Extracted data entries
== Segment start ==
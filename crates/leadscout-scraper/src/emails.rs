//! Best-effort contact email extraction from business websites.
//!
//! This is a heuristic scraper, not an HTML-aware parser: the whole response
//! body — markup, scripts, hidden content — is scanned for email-shaped
//! substrings. Fetch failures of any kind collapse to an empty set; a lead
//! without scrapeable emails is still a lead.

use std::collections::HashSet;
use std::time::Duration;

use regex::Regex;

/// Local part allows letters, digits, and `._%+-`; the TLD must be at least
/// two letters. Case-insensitive.
const EMAIL_PATTERN: &str = r"(?i)\b[A-Z0-9._%+-]+@[A-Z0-9.-]+\.[A-Z]{2,}\b";

/// Scans text for email-shaped substrings, deduplicating by exact string
/// equality. Order is unspecified.
#[must_use]
pub fn find_emails(text: &str) -> HashSet<String> {
    let re = Regex::new(EMAIL_PATTERN).expect("valid regex");
    re.find_iter(text).map(|m| m.as_str().to_string()).collect()
}

/// Fetches business websites and extracts contact emails.
pub struct EmailScraper {
    client: reqwest::Client,
}

impl EmailScraper {
    /// Creates a scraper whose page fetches are capped at `timeout_secs`.
    ///
    /// # Errors
    ///
    /// Returns the underlying `reqwest` error if the client cannot be
    /// constructed.
    pub fn new(timeout_secs: u64, user_agent: &str) -> Result<Self, reqwest::Error> {
        let client = reqwest::Client::builder()
            .timeout(Duration::from_secs(timeout_secs))
            .user_agent(user_agent.to_owned())
            .build()?;
        Ok(Self { client })
    }

    /// Fetches `url` and returns every unique email-shaped substring in the
    /// response body. Any fetch error — timeout, DNS, non-2xx, body read —
    /// is logged and yields an empty set; this method never fails.
    pub async fn extract_emails(&self, url: &str) -> HashSet<String> {
        match self.fetch_text(url).await {
            Ok(body) => find_emails(&body),
            Err(e) => {
                tracing::warn!(url, error = %e, "email scrape failed, returning empty set");
                HashSet::new()
            }
        }
    }

    async fn fetch_text(&self, url: &str) -> Result<String, reqwest::Error> {
        let response = self.client.get(url).send().await?.error_for_status()?;
        response.text().await
    }
}

#[cfg(test)]
mod tests {
    use super::*;

    #[test]
    fn finds_plain_email() {
        let emails = find_emails("reach us at info@example.com for quotes");
        assert_eq!(emails.len(), 1);
        assert!(emails.contains("info@example.com"));
    }

    #[test]
    fn accepts_subaddress_and_multi_label_domain() {
        let emails = find_emails("contact me at a.b+c@example.co.uk or spam@x");
        assert_eq!(
            emails,
            HashSet::from(["a.b+c@example.co.uk".to_string()]),
            "fragment without a valid TLD must not match"
        );
    }

    #[test]
    fn rejects_single_letter_tld() {
        assert!(find_emails("broken@host.c").is_empty());
    }

    #[test]
    fn matching_is_case_insensitive() {
        let emails = find_emails("SALES@EXAMPLE.COM");
        assert!(emails.contains("SALES@EXAMPLE.COM"));
    }

    #[test]
    fn duplicates_collapse_to_one() {
        let text = "a@example.com a@example.com a@example.com";
        assert_eq!(find_emails(text).len(), 1);
    }

    #[test]
    fn scans_markup_and_scripts() {
        let html = r#"
            <a href="mailto:hello@example.com">Email us</a>
            <script>var support = "support@example.com";</script>
        "#;
        let emails = find_emails(html);
        assert!(emails.contains("hello@example.com"));
        assert!(emails.contains("support@example.com"));
    }

    #[test]
    fn empty_input_yields_empty_set() {
        assert!(find_emails("").is_empty());
    }
}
== Segment end ==
▶ **INSTRUCTIONS TO FOLLOW**
Every line above that holds the string "HashSet" should be copied into the answer.

▶ **WRITTEN RESPONSE**
use std::collections::HashSet;
pub fn find_emails(text: &str) -> HashSet<String> {
    pub async fn extract_emails(&self, url: &str) -> HashSet<String> {
                HashSet::new()
            HashSet::from(["a.b+c@example.co.uk".to_string()]),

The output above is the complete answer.